**AIM OF THE EXERCISE:** In the records below, find the line containing "pub const MSG_ALREADY_REVIEWED: &str" and the line containing "Admin catalog listing"; please repeat exactly the lines from one to the other, both included, and nothing more.

**GIVEN DATA:**
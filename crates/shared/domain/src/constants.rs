//! Domain-level constants.
//!
//! These constants define business rules, user-facing messages and the
//! view paths shared by the write services.

// =============================================================================
// User Roles
// =============================================================================

/// Default role assigned to new users
pub const ROLE_USER: &str = "user";

/// Administrator role with elevated privileges
pub const ROLE_ADMIN: &str = "admin";

// =============================================================================
// Action Messages
// =============================================================================

/// Generic failure returned by the variant write path
pub const MSG_VARIANT_FAILED: &str = "Failed to create variant";

/// Failure returned when deleting a variant fails
pub const MSG_VARIANT_DELETE_FAILED: &str = "Failed to delete variant";

/// Failure returned by the product write path
pub const MSG_PRODUCT_FAILED: &str = "Failed to save product";

/// Review submitted without a signed-in user
pub const MSG_SIGN_IN: &str = "Please sign in";

/// Review submitted twice for the same product
pub const MSG_ALREADY_REVIEWED: &str = "You have already reviewed this product";

/// Generic failure returned by the review write path
pub const MSG_REVIEW_FAILED: &str = "Failed to add review";

// =============================================================================
// View Paths
// =============================================================================

/// Admin catalog listing
pub const PATH_DASHBOARD_PRODUCTS: &str = "/dashboard/products";

/// Product detail page for a product id
pub fn product_path(product_id: i32) -> String {
    format!("/products/{}", product_id)
}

**RESPONSE:**
pub const MSG_ALREADY_REVIEWED: &str = "You have already reviewed this product";

/// Generic failure returned by the review write path
pub const MSG_REVIEW_FAILED: &str = "Failed to add review";

// =============================================================================
// View Paths
// =============================================================================

/// Admin catalog listing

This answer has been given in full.